* Work request: Please transcribe the data exactly, with nothing left out.

* Data for this exercise:
[Start of Attachment]
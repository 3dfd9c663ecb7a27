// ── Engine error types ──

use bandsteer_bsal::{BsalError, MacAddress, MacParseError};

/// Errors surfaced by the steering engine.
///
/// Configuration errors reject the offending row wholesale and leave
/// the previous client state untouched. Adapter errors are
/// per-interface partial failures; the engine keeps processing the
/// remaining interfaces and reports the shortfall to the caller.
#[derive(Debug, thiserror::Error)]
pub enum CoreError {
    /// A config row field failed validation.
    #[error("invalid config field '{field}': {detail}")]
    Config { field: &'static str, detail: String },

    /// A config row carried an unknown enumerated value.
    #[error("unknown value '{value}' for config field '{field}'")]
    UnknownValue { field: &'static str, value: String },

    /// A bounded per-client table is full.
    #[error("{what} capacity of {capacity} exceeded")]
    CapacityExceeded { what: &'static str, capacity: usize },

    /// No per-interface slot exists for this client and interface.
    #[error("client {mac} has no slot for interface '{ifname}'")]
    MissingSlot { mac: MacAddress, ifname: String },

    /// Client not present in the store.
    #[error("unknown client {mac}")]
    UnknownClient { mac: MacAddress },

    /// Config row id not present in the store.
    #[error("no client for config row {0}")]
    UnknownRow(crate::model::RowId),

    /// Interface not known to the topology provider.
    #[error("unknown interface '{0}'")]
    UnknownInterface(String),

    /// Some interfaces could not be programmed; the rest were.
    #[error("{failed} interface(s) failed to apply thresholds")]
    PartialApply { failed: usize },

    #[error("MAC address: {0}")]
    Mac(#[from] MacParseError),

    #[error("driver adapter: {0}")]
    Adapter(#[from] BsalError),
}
[End of Attachment]
* Answer section:
repository 3dfd9c663ecb7a27
// ── Engine error types ──

use bandsteer_bsal::{BsalError, MacAddress, MacParseError};

/// Errors surfaced by the steering engine.
///
/// Configuration errors reject the offending row wholesale and leave
/// the previous client state untouched. Adapter errors are
/// per-interface partial failures; the engine keeps processing the
/// remaining interfaces and reports the shortfall to the caller.
#[derive(Debug, thiserror::Error)]
pub enum CoreError {
    /// A config row field failed validation.
    #[error("invalid config field '{field}': {detail}")]
    Config { field: &'static str, detail: String },

    /// A config row carried an unknown enumerated value.
    #[error("unknown value '{value}' for config field '{field}'")]
    UnknownValue { field: &'static str, value: String },

    /// A bounded per-client table is full.
    #[error("{what} capacity of {capacity} exceeded")]
    CapacityExceeded { what: &'static str, capacity: usize },

    /// No per-interface slot exists for this client and interface.
    #[error("client {mac} has no slot for interface '{ifname}'")]
    MissingSlot { mac: MacAddress, ifname: String },

    /// Client not present in the store.
    #[error("unknown client {mac}")]
    UnknownClient { mac: MacAddress },

    /// Config row id not present in the store.
    #[error("no client for config row {0}")]
    UnknownRow(crate::model::RowId),

    /// Interface not known to the topology provider.
    #[error("unknown interface '{0}'")]
    UnknownInterface(String),

    /// Some interfaces could not be programmed; the rest were.
    #[error("{failed} interface(s) failed to apply thresholds")]
    PartialApply { failed: usize },

    #[error("MAC address: {0}")]
    Mac(#[from] MacParseError),

    #[error("driver adapter: {0}")]
    Adapter(#[from] BsalError),
}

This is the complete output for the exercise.